Kenyan traders feel pinch of coronavirus outbreak

Tuesday, February 25th, 2020 07:34 |

Effects of China’s lockdown, following the coronavirus outbreak, are being felt in the country as traders in Gikomba market and downtown Nairobi deplete stock.

Gerrishon Ikiara, a senior economics lecturer at the Institute of Diplomacy and International Studies, University of Nairobi told Business Hub that mitumba and electronics traders in the two places have been badly hit.

“We are losing a lot. Many Kenyans, who depend on clothes and electronics from China, have been badly hit,” said Ikiara.

He said if a cure for the virus, which broke out in the Chinese City of Wuhan in January and has spread to Asia, Europe, Africa, Middle East and the US, is not found in the next two months, its effects will be felt beyond 2021.

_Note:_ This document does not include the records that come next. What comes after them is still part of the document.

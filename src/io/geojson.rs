//! GeoJSON input: parse the two raw layers into typed structs.

use std::fs;
use std::path::Path;

use anyhow::{anyhow, bail, Context, Result};
use geo::Geometry;
use geojson::{Feature, FeatureCollection, GeoJson};
use serde_json::Value;

use crate::common;
use crate::crs::declared_crs;
use crate::layer::{
    coerce_f64, coerce_text, AddressLayer, AddressPoint, PriorityBand, StreetLayer, StreetSegment,
};

/// Read and parse a file as a GeoJSON FeatureCollection.
pub(crate) fn read_feature_collection(path: &Path) -> Result<FeatureCollection> {
    common::require_file_exists(path)?;
    let text = fs::read_to_string(path)
        .with_context(|| format!("[io::geojson] Failed to read {}", path.display()))?;
    let geojson: GeoJson = text.parse().with_context(|| {
        format!(
            "[io::geojson] Failed to parse {} as GeoJSON. This tool expects an \
             RFC 7946 FeatureCollection; re-export the layer or check the \
             exporting tool's GeoJSON driver version.",
            path.display()
        )
    })?;
    match geojson {
        GeoJson::FeatureCollection(fc) => Ok(fc),
        other => bail!(
            "[io::geojson] {} is valid GeoJSON but not a FeatureCollection (got {})",
            path.display(),
            match other {
                GeoJson::Geometry(_) => "a bare geometry",
                GeoJson::Feature(_) => "a single feature",
                GeoJson::FeatureCollection(_) => unreachable!(),
            }
        ),
    }
}

fn feature_objectid(feature: &Feature, layer: &str, idx: usize) -> Result<i64> {
    let value = feature
        .property("objectid")
        .ok_or_else(|| anyhow!("[io::geojson] {layer} feature {idx} has no objectid"))?;
    match value {
        Value::Number(n) => n
            .as_i64()
            .or_else(|| {
                n.as_f64()
                    .filter(|f| f.fract() == 0.0)
                    .map(|f| f as i64)
            })
            .ok_or_else(|| anyhow!("[io::geojson] {layer} feature {idx}: objectid {n} is not integral")),
        Value::String(s) => s
            .trim()
            .parse::<i64>()
            .map_err(|_| anyhow!("[io::geojson] {layer} feature {idx}: objectid '{s}' is not numeric")),
        other => bail!("[io::geojson] {layer} feature {idx}: objectid has unexpected type {other}"),
    }
}

fn optional_text(value: Option<&Value>) -> Option<String> {
    match value {
        Some(Value::String(s)) if !s.is_empty() => Some(s.clone()),
        Some(Value::Number(n)) => Some(n.to_string()),
        _ => None,
    }
}

fn feature_geometry(feature: &Feature, layer: &str, idx: usize) -> Result<Option<Geometry<f64>>> {
    let Some(gj) = feature.geometry.as_ref() else {
        return Ok(None);
    };
    let geometry = Geometry::<f64>::try_from(gj.clone()).map_err(|e| {
        anyhow!("[io::geojson] {layer} feature {idx}: unsupported geometry: {e}")
    })?;
    Ok(Some(geometry))
}

/// Read the street network layer. Per-row data-quality problems (missing
/// speed, odd road class text) are coerced, never fatal; a broken unique key
/// or a non-polyline geometry is structural and aborts the run.
pub(crate) fn read_street_layer(path: &Path) -> Result<StreetLayer> {
    let fc = read_feature_collection(path)?;
    let crs = declared_crs(fc.foreign_members.as_ref(), "streets")?;

    let mut segments = Vec::with_capacity(fc.features.len());
    for (idx, feature) in fc.features.iter().enumerate() {
        let objectid = feature_objectid(feature, "street", idx)?;
        let geometry = feature_geometry(feature, "street", idx)?;
        if let Some(geometry) = &geometry {
            if !matches!(
                geometry,
                Geometry::LineString(_) | Geometry::MultiLineString(_)
            ) {
                bail!(
                    "[io::geojson] street feature {idx} (objectid {objectid}) is not a \
                     polyline; the street layer must contain LineString/MultiLineString \
                     geometry"
                );
            }
        }
        let properties = feature.properties.clone().unwrap_or_default();

        segments.push(StreetSegment {
            objectid,
            streets_id: optional_text(properties.get("streets_id")),
            label: optional_text(properties.get("label")).unwrap_or_default(),
            road_class: coerce_text(properties.get("road_class")),
            speed: coerce_f64(properties.get("speed")),
            geometry,
            properties,
            segment_length_m: 0.0,
            addr_count: 0,
            road_class_w: 1.0,
            addr_norm: 0.0,
            speed_norm: 0.0,
            len_norm: 0.0,
            class_norm: 0.0,
            traffic_proxy: 0.0,
            priority_score: 0.0,
            priority_band: PriorityBand::VeryLow,
        });
    }

    Ok(StreetLayer { crs, segments })
}

/// Read the civic address layer. Points only.
pub(crate) fn read_address_layer(path: &Path) -> Result<AddressLayer> {
    let fc = read_feature_collection(path)?;
    let crs = declared_crs(fc.foreign_members.as_ref(), "addresses")?;

    let mut points = Vec::with_capacity(fc.features.len());
    for (idx, feature) in fc.features.iter().enumerate() {
        let objectid = feature_objectid(feature, "address", idx)?;
        match feature_geometry(feature, "address", idx)? {
            Some(Geometry::Point(point)) => points.push(AddressPoint { objectid, point }),
            Some(_) => bail!(
                "[io::geojson] address feature {idx} (objectid {objectid}) is not a Point"
            ),
            // Address rows without geometry cannot join to anything; skip.
            None => continue,
        }
    }

    Ok(AddressLayer { crs, points })
}
//! Coordinate reference system handling.
//!
//! Both input layers must end up in one shared projected CRS (meters) before
//! any buffering or length computation, and the enriched output goes back to
//! a geographic CRS for web maps. Reprojection uses PROJ.4 strings through
//! `proj4rs`, radians in/out for geographic systems.

use anyhow::{anyhow, bail, Result};
use geo::{Coord, Geometry, MapCoords, Point};
use geojson::JsonObject;
use proj4rs::{proj::Proj as Proj4, transform::transform};
use serde_json::Value;

/// A coordinate reference system known to this pipeline.
#[derive(Debug, Clone, Copy, PartialEq, Eq)]
pub struct Crs {
    epsg: u32,
}

impl Crs {
    pub fn from_epsg(epsg: u32) -> Result<Self> {
        proj4_string(epsg)?;
        Ok(Self { epsg })
    }

    #[inline]
    pub fn epsg(&self) -> u32 {
        self.epsg
    }

    /// True for lon/lat systems (coordinates in degrees).
    #[inline]
    pub fn is_geographic(&self) -> bool {
        matches!(self.epsg, 4326 | 4269)
    }
}

impl std::fmt::Display for Crs {
    fn fmt(&self, f: &mut std::fmt::Formatter<'_>) -> std::fmt::Result {
        write!(f, "EPSG:{}", self.epsg)
    }
}

/// PROJ.4 definition for a supported EPSG code.
fn proj4_string(epsg: u32) -> Result<&'static str> {
    match epsg {
        4326 => Ok("+proj=longlat +datum=WGS84 +no_defs +type=crs"),
        4269 => Ok("+proj=longlat +datum=NAD83 +no_defs +type=crs"),
        // NAD83 / Alberta 10-TM (Forest), meters
        3400 => Ok(
            "+proj=tmerc +lat_0=0 +lon_0=-115 +k=0.9992 +x_0=500000 +y_0=0 \
             +datum=NAD83 +units=m +no_defs +type=crs",
        ),
        _ => bail!("[crs] No PROJ.4 definition for EPSG:{epsg}"),
    }
}

/// Resolve the CRS a GeoJSON layer declares.
///
/// RFC 7946 fixes compliant GeoJSON to WGS84, so an absent legacy `crs`
/// member *is* a declaration (EPSG:4326). An explicit `"crs": null` or an
/// unrecognized name means the layer's reference system is unknown, and
/// metric operations downstream would be undefined, so that is fatal here.
pub(crate) fn declared_crs(foreign_members: Option<&JsonObject>, layer_name: &str) -> Result<Crs> {
    let member = foreign_members.and_then(|m| m.get("crs"));
    match member {
        None => Crs::from_epsg(4326),
        Some(Value::Null) => bail!(
            "[crs] Layer '{layer_name}' declares a null CRS; refusing to guess one. \
             Re-export the layer with an explicit coordinate reference system."
        ),
        Some(value) => {
            let name = value
                .get("properties")
                .and_then(|p| p.get("name"))
                .and_then(Value::as_str)
                .ok_or_else(|| {
                    anyhow!("[crs] Layer '{layer_name}' has a malformed crs member: {value}")
                })?;
            parse_crs_name(name)
                .ok_or_else(|| {
                    anyhow!("[crs] Layer '{layer_name}' declares unrecognized CRS '{name}'")
                })
                .and_then(Crs::from_epsg)
        }
    }
}

/// Accepts `EPSG:nnnn`, `urn:ogc:def:crs:EPSG::nnnn`, and the CRS84 alias.
fn parse_crs_name(name: &str) -> Option<u32> {
    let upper = name.to_ascii_uppercase();
    if upper.ends_with("CRS84") {
        return Some(4326);
    }
    upper
        .rsplit(':')
        .next()
        .and_then(|code| code.parse::<u32>().ok())
}

/// A reusable transform between two CRSs, built once per pipeline stage.
pub(crate) struct CrsTransform {
    from: Proj4,
    to: Proj4,
    from_geographic: bool,
    to_geographic: bool,
}

impl CrsTransform {
    pub fn new(from: Crs, to: Crs) -> Result<Self> {
        let build = |crs: Crs| -> Result<Proj4> {
            let proj_string = proj4_string(crs.epsg())?;
            Proj4::from_proj_string(proj_string)
                .map_err(|e| anyhow!("[crs] failed to build PROJ.4 for {crs}: {e}"))
        };
        Ok(Self {
            from: build(from)?,
            to: build(to)?,
            from_geographic: from.is_geographic(),
            to_geographic: to.is_geographic(),
        })
    }

    fn apply_coord(&self, coord: Coord<f64>) -> Result<Coord<f64>> {
        let (x, y) = if self.from_geographic {
            (coord.x.to_radians(), coord.y.to_radians())
        } else {
            (coord.x, coord.y)
        };
        let mut point = (x, y, 0.0);
        transform(&self.from, &self.to, &mut point)
            .map_err(|e| anyhow!("[crs] transform failed at ({}, {}): {e}", coord.x, coord.y))?;
        let (x, y) = if self.to_geographic {
            (point.0.to_degrees(), point.1.to_degrees())
        } else {
            (point.0, point.1)
        };
        Ok(Coord { x, y })
    }

    pub fn apply(&self, geometry: &Geometry<f64>) -> Result<Geometry<f64>> {
        geometry.try_map_coords(|c| self.apply_coord(c))
    }

    pub fn apply_point(&self, point: Point<f64>) -> Result<Point<f64>> {
        self.apply_coord(point.into()).map(Point::from)
    }
}
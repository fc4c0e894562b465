//! Fixed pipeline configuration.

/// Immutable configuration for one scoring run.
///
/// All constants are fixed at build time; the struct exists so the pipeline
/// entry point takes one explicit value instead of reaching for globals.
#[derive(Debug, Clone, Copy, PartialEq)]
pub struct PipelineConfig {
    /// EPSG code of the projected CRS used for buffering and lengths (meters).
    pub projected_epsg: u32,
    /// EPSG code of the geographic CRS used for output (web maps).
    pub geographic_epsg: u32,
    /// Buffer radius around each segment, in projected units (meters).
    pub buffer_radius_m: f64,
    /// Traffic proxy blend: (addr_norm weight, speed_norm weight).
    pub traffic_weights: (f64, f64),
    /// Composite score blend: (traffic_proxy, class_norm, len_norm) weights.
    pub score_weights: (f64, f64, f64),
    /// Number of quantile bands.
    pub band_count: usize,
    /// Number of rows in the top-priority extract.
    pub top_n: usize,
}

impl Default for PipelineConfig {
    fn default() -> Self {
        Self {
            // NAD83 / Alberta 10-TM (Forest), meters
            projected_epsg: 3400,
            geographic_epsg: 4326,
            buffer_radius_m: 30.0,
            traffic_weights: (0.7, 0.3),
            score_weights: (0.5, 0.3, 0.2),
            band_count: 5,
            top_n: 50,
        }
    }
}
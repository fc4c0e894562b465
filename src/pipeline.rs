//! The scoring pipeline: one strictly-forward pass from raw layers to the
//! enriched output, per-segment stages parallelized with rayon, global
//! reductions (min/max, banding) run after the parallel stages complete.

use std::path::Path;

use anyhow::Result;
use rayon::prelude::*;
use tracing::{debug, info};

use crate::config::PipelineConfig;
use crate::crs::{Crs, CrsTransform};
use crate::geom::polyline_length;
use crate::io;
use crate::join::AddressIndex;
use crate::layer::AddressPoint;
use crate::score::{assign_bands, minmax, priority_score, road_class_weight, traffic_proxy};

/// Counts reported after a successful run.
#[derive(Debug, Clone, Copy, PartialEq, Eq)]
pub struct RunSummary {
    pub segments: usize,
    pub addresses: usize,
    /// Segments with at least one address in their buffer.
    pub matched_segments: usize,
}

/// Run the full scoring pipeline and write both outputs.
///
/// Structural failures (missing file, malformed GeoJSON, missing CRS) abort
/// before anything is persisted; both output files are renamed into place
/// only after every segment has been scored and serialized.
pub fn score_network(
    cfg: &PipelineConfig,
    streets_path: &Path,
    addresses_path: &Path,
    output_path: &Path,
    top_output_path: &Path,
) -> Result<RunSummary> {
    let mut streets = io::geojson::read_street_layer(streets_path)?;
    let addresses = io::geojson::read_address_layer(addresses_path)?;
    info!(
        segments = streets.segments.len(),
        addresses = addresses.points.len(),
        "loaded input layers"
    );

    let projected = Crs::from_epsg(cfg.projected_epsg)?;
    let geographic = Crs::from_epsg(cfg.geographic_epsg)?;

    // Both layers into the shared projected CRS before any metric operation.
    let street_transform = CrsTransform::new(streets.crs, projected)?;
    streets
        .segments
        .par_iter_mut()
        .try_for_each(|seg| -> Result<()> {
            if let Some(geometry) = seg.geometry.take() {
                seg.geometry = Some(street_transform.apply(&geometry)?);
            }
            Ok(())
        })?;

    let address_transform = CrsTransform::new(addresses.crs, projected)?;
    let address_points = addresses
        .points
        .par_iter()
        .map(|a| -> Result<AddressPoint> {
            Ok(AddressPoint {
                objectid: a.objectid,
                point: address_transform.apply_point(a.point)?,
            })
        })
        .collect::<Result<Vec<_>>>()?;
    debug!(crs = %projected, "layers reprojected");

    // Segment lengths in meters.
    streets
        .segments
        .par_iter_mut()
        .for_each(|seg| seg.segment_length_m = polyline_length(seg.geometry.as_ref()));

    // Address density: R-tree built once, read concurrently.
    let index = AddressIndex::build(&address_points);
    streets.segments.par_iter_mut().for_each(|seg| {
        seg.addr_count = index.count_within(seg.geometry.as_ref(), cfg.buffer_radius_m);
    });
    let matched_segments = streets
        .segments
        .iter()
        .filter(|s| s.addr_count > 0)
        .count();
    debug!(matched_segments, "buffered spatial join complete");

    // Road-class importance weight.
    streets
        .segments
        .par_iter_mut()
        .for_each(|seg| seg.road_class_w = road_class_weight(&seg.road_class.value));

    // Normalize the four feature columns over the full distribution.
    let addr: Vec<f64> = streets.segments.iter().map(|s| s.addr_count as f64).collect();
    let speed: Vec<f64> = streets.segments.iter().map(|s| s.speed.value).collect();
    let len: Vec<f64> = streets.segments.iter().map(|s| s.segment_length_m).collect();
    let class: Vec<f64> = streets.segments.iter().map(|s| s.road_class_w).collect();
    let addr_norm = minmax(&addr);
    let speed_norm = minmax(&speed);
    let len_norm = minmax(&len);
    let class_norm = minmax(&class);

    for (i, seg) in streets.segments.iter_mut().enumerate() {
        seg.addr_norm = addr_norm[i];
        seg.speed_norm = speed_norm[i];
        seg.len_norm = len_norm[i];
        seg.class_norm = class_norm[i];
        seg.traffic_proxy = traffic_proxy(cfg, seg.addr_norm, seg.speed_norm);
        seg.priority_score = priority_score(cfg, seg.traffic_proxy, seg.class_norm, seg.len_norm);
    }

    // Banding needs the full score distribution: hard barrier.
    let scores: Vec<f64> = streets.segments.iter().map(|s| s.priority_score).collect();
    let bands = assign_bands(&scores, cfg.band_count);
    for (seg, band) in streets.segments.iter_mut().zip(bands) {
        seg.priority_band = band;
    }

    // Back to geographic coordinates for web-map consumers.
    let output_transform = CrsTransform::new(projected, geographic)?;
    streets
        .segments
        .par_iter_mut()
        .try_for_each(|seg| -> Result<()> {
            if let Some(geometry) = seg.geometry.take() {
                seg.geometry = Some(output_transform.apply(&geometry)?);
            }
            Ok(())
        })?;

    // Serialize both outputs before persisting either: all-or-nothing.
    let geojson_bytes = io::write::enriched_geojson_bytes(&streets.segments)?;
    let csv_bytes = io::csv::top_extract_bytes(&streets.segments, cfg.top_n)?;
    io::write::persist_atomic(&geojson_bytes, output_path)?;
    io::write::persist_atomic(&csv_bytes, top_output_path)?;
    info!(
        output = %output_path.display(),
        top_output = %top_output_path.display(),
        "outputs written"
    );

    Ok(RunSummary {
        segments: streets.segments.len(),
        addresses: address_points.len(),
        matched_segments,
    })
}
//! End-to-end pipeline tests over synthetic GeoJSON fixtures near Edmonton
//! (inside the Alberta 10-TM projection the pipeline projects into).

use std::fs;
use std::path::{Path, PathBuf};

use serde_json::{json, Value};
use street_priority::{score_network, PipelineConfig};

const BASE_LON: f64 = -113.52;
const M_PER_DEG_LAT: f64 = 111_320.0;

fn lat_offset_m(meters: f64) -> f64 {
    meters / M_PER_DEG_LAT
}

fn lon_offset_m(meters: f64, lat: f64) -> f64 {
    meters / (M_PER_DEG_LAT * lat.to_radians().cos())
}

fn street_feature(objectid: i64, lat: f64, length_m: f64, road_class: &str, speed: f64) -> Value {
    let end_lon = BASE_LON + lon_offset_m(length_m, lat);
    json!({
        "type": "Feature",
        "geometry": {
            "type": "LineString",
            "coordinates": [[BASE_LON, lat], [end_lon, lat]]
        },
        "properties": {
            "objectid": objectid,
            "streets_id": format!("ST-{objectid}"),
            "label": format!("Segment {objectid}"),
            "road_class": road_class,
            "speed": speed
        }
    })
}

fn address_feature(objectid: i64, lat: f64, along_m: f64) -> Value {
    // 5 m north of the segment centerline: well inside the 30 m buffer.
    let lon = BASE_LON + lon_offset_m(along_m, lat);
    json!({
        "type": "Feature",
        "geometry": {"type": "Point", "coordinates": [lon, lat + lat_offset_m(5.0)]},
        "properties": {"objectid": objectid}
    })
}

/// Four segments with speeds [50, 30, 60, 0], lengths [100, 50, 200, 10] m,
/// classes [Arterial, Local, Highway, Unknown], and [3, 0, 1, 10] addresses
/// inside the respective buffers. Segments sit >1 km apart so the buffers
/// never overlap.
fn write_fixtures(dir: &Path) -> (PathBuf, PathBuf) {
    let lats = [53.50, 53.51, 53.52, 53.53];
    let streets = json!({
        "type": "FeatureCollection",
        "features": [
            street_feature(1, lats[0], 100.0, "Arterial", 50.0),
            street_feature(2, lats[1], 50.0, "Local", 30.0),
            street_feature(3, lats[2], 200.0, "Highway", 60.0),
            street_feature(4, lats[3], 10.0, "Unknown", 0.0),
        ]
    });

    let mut addresses = Vec::new();
    // 3 along segment 1, none near segment 2, 1 near segment 3.
    addresses.push(address_feature(100, lats[0], 10.0));
    addresses.push(address_feature(101, lats[0], 50.0));
    addresses.push(address_feature(102, lats[0], 90.0));
    addresses.push(address_feature(103, lats[2], 100.0));
    // 10 clustered around the short segment 4.
    for i in 0..10 {
        addresses.push(address_feature(110 + i, lats[3], i as f64 * 2.0));
    }
    let addresses = json!({"type": "FeatureCollection", "features": addresses});

    let streets_path = dir.join("Street_Network.geojson");
    let addresses_path = dir.join("Civic_Address.geojson");
    fs::write(&streets_path, streets.to_string()).unwrap();
    fs::write(&addresses_path, addresses.to_string()).unwrap();
    (streets_path, addresses_path)
}

fn run_once(fixtures: &Path, out_dir: &Path) -> (Vec<Value>, String) {
    let (streets, addresses) = (
        fixtures.join("Street_Network.geojson"),
        fixtures.join("Civic_Address.geojson"),
    );
    let output = out_dir.join("streets_priority.geojson");
    let top_output = out_dir.join("top_50_priority_segments.csv");

    let summary = score_network(
        &PipelineConfig::default(),
        &streets,
        &addresses,
        &output,
        &top_output,
    )
    .unwrap();
    assert_eq!(summary.segments, 4);
    assert_eq!(summary.addresses, 14);

    let parsed: Value = serde_json::from_str(&fs::read_to_string(&output).unwrap()).unwrap();
    let features = parsed["features"].as_array().unwrap().clone();
    let csv = fs::read_to_string(&top_output).unwrap();
    (features, csv)
}

fn prop<'a>(features: &'a [Value], objectid: i64, key: &str) -> &'a Value {
    features
        .iter()
        .find(|f| f["properties"]["objectid"] == json!(objectid))
        .unwrap_or_else(|| panic!("no feature with objectid {objectid}"))
        .get("properties")
        .unwrap()
        .get(key)
        .unwrap_or_else(|| panic!("no property {key}"))
}

#[test]
fn end_to_end_scenario() {
    let fixtures = tempfile::tempdir().unwrap();
    let out = tempfile::tempdir().unwrap();
    write_fixtures(fixtures.path());

    let (features, csv) = run_once(fixtures.path(), out.path());

    // Address counts from the 30 m buffered join.
    for (objectid, expected) in [(1, 3), (2, 0), (3, 1), (4, 10)] {
        assert_eq!(
            prop(&features, objectid, "addr_count").as_i64().unwrap(),
            expected,
            "addr_count of segment {objectid}"
        );
    }

    // Segment lengths survive the projection within a few meters.
    for (objectid, expected) in [(1, 100.0), (2, 50.0), (3, 200.0), (4, 10.0)] {
        let len = prop(&features, objectid, "segment_length_m")
            .as_f64()
            .unwrap();
        assert!((len - expected).abs() < 5.0, "segment {objectid}: {len}");
    }

    // All normalized features and scores stay in range.
    for f in &features {
        let p = &f["properties"];
        for key in ["addr_norm", "speed_norm", "len_norm", "class_norm", "traffic_proxy"] {
            let v = p[key].as_f64().unwrap();
            assert!((0.0..=1.0).contains(&v), "{key} = {v}");
        }
        let score = p["priority_score"].as_f64().unwrap();
        assert!((0.0..=100.0).contains(&score), "priority_score = {score}");
    }

    // The address weight dominates the traffic proxy: segment 4 ("Unknown",
    // 10 addresses, speed 0) ranks highest despite its class and length.
    let proxies: Vec<f64> = [1, 2, 3, 4]
        .iter()
        .map(|id| prop(&features, *id, "traffic_proxy").as_f64().unwrap())
        .collect();
    assert!((proxies[3] - 0.7).abs() < 1e-9, "segment 4 proxy {}", proxies[3]);
    for (i, p) in proxies[..3].iter().enumerate() {
        assert!(p < &proxies[3], "segment {} proxy {p} >= segment 4", i + 1);
    }

    // Extract: header plus all four rows, sorted by descending score.
    let lines: Vec<&str> = csv.lines().collect();
    assert_eq!(lines.len(), 5);
    assert!(lines[0].starts_with("objectid,streets_id,label,road_class,speed"));
    let scores: Vec<f64> = lines[1..]
        .iter()
        .map(|l| l.split(',').nth(7).unwrap().parse().unwrap())
        .collect();
    for pair in scores.windows(2) {
        assert!(pair[0] >= pair[1], "extract not sorted: {scores:?}");
    }
}

#[test]
fn reruns_are_byte_identical() {
    let fixtures = tempfile::tempdir().unwrap();
    write_fixtures(fixtures.path());

    let out1 = tempfile::tempdir().unwrap();
    let out2 = tempfile::tempdir().unwrap();
    run_once(fixtures.path(), out1.path());
    run_once(fixtures.path(), out2.path());

    for name in ["streets_priority.geojson", "top_50_priority_segments.csv"] {
        let a = fs::read(out1.path().join(name)).unwrap();
        let b = fs::read(out2.path().join(name)).unwrap();
        assert_eq!(a, b, "{name} differs between identical runs");
    }
}

#[test]
fn structural_failure_writes_nothing() {
    let fixtures = tempfile::tempdir().unwrap();
    let out = tempfile::tempdir().unwrap();
    write_fixtures(fixtures.path());

    let output = out.path().join("streets_priority.geojson");
    let top_output = out.path().join("top.csv");
    let err = score_network(
        &PipelineConfig::default(),
        &fixtures.path().join("Street_Network.geojson"),
        &fixtures.path().join("Does_Not_Exist.geojson"),
        &output,
        &top_output,
    )
    .unwrap_err();

    assert!(err.to_string().contains("Does_Not_Exist.geojson"));
    assert!(!output.exists());
    assert!(!top_output.exists());
}
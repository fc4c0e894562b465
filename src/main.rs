use anyhow::Result;
use clap::Parser;
use tracing_subscriber::{fmt, layer::SubscriberExt, util::SubscriberInitExt, EnvFilter, Layer};

use street_priority::cli::{Cli, Commands};
use street_priority::commands::{profile, report, score};

fn main() -> Result<()> {
    let cli = Cli::parse();

    let default_level = if cli.verbose > 0 { "debug" } else { "info" };
    let stderr_layer = fmt::layer()
        .with_target(false)
        .with_writer(std::io::stderr)
        .with_filter(EnvFilter::from_env("RUST_LOG").add_directive(default_level.parse()?));
    tracing_subscriber::registry().with(stderr_layer).init();

    match &cli.command {
        Commands::Profile(args) => profile::run(&cli, args),
        Commands::Score(args) => score::run(&cli, args),
        Commands::Report(args) => report::run(&cli, args),
    }
}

Traders from Eastleigh say their stocks are depleting fast, a fact that could lead to a hike in prices of items, including clothes, building materials like tiles and flash doors, as well as vehicle tyres.

Regional carriers, Kenya Airways, RwandAir and Air Tanzania all suspended flights to China in January, leaving Ethiopia Airlines as the lone carrier to the Asian country.

Export goods

Coffee, specialty teas, cut flowers and ovacado farmers are also feeling the heat of suspended flight to China.

In July 2018, Kenya unveiled the Integrated National Exports Development and Promotion Strategy (INEDPS) to access the populous Chinese and Indian markets.

Churchill Ogutu, a senior analyst at Genghis, said as of now, the major factor will be a reduction in business between the two countries, given that many traders who go to China are not able to travel there.

Latest figures from the Kenya National Bureau Statistics (KNBS) show that by November 2019, imports from China topped Sh37.2 billion.

The death toll from the coronavirus has now topped 300 with more than 14,000 infections, forcing the World Health Organisation (WHO) to declare the virus a global health emergency.

Already, Australia, Japan and the US have imposed travel restrictions on those who have recently travelled to China, with more than 10,000 flights having been canceled since the outbreak.

Although Sub-sahara Africa has not confirmed a single case, an analyst says the region could be hardest hit outside of Asia by the spread of the coronavirus.

The outbreak has shut down entire swathes of the Chinese economy, threatening world economic growth and curbing appetite for oil and metal that are the lifeline of many African nations.

Oil prices

A slowdown in China’s economy and a five per cent drop in oil prices over the past year, could mean $4 billion (Sh404.4 billion) in lost export revenue for Sub-saharan Africa, equivalent to 0.3 per cent of its gross domestic product – more than any other continent outside of Asia, according to a study by the Overseas Development Institute.

“Many developing countries are increasingly dependent on China for trade, both for imports and exports,” said Dirk Willem te Velde, principal research fellow at the institute.

According to BBC, the International Monetary Fund slashed its economic growth projection for Africa’s top oil exporter, Nigeria, to two per cent from 2.5 per cent due to decline in oil prices.

The drop has led to pressure on the naira given crude accounts for 90 per cent of the West African nation’s exports. Weaker demand from China also puts other resource-dependent economies such as Angola, the Democratic Republic of Congo and Zambia at risk.

Crude prices are down about 11 per cent this year. Copper and iron ore prices have declined eight per cent and 1.5 per cent respectively this year, and African central bankers are starting to sound alarm bells.

“It is a catastrophe that is unfolding,” Bank of Namibia Governor Ipumbu Shiimi told reporters after cutting interest rates on February 19. “We do not know exactly where and when it is going to peak but I think it is already starting to disrupt economic activities,” he said.

The arid southwest African country sells almost a fifth of its exports, mostly diamonds and copper to China.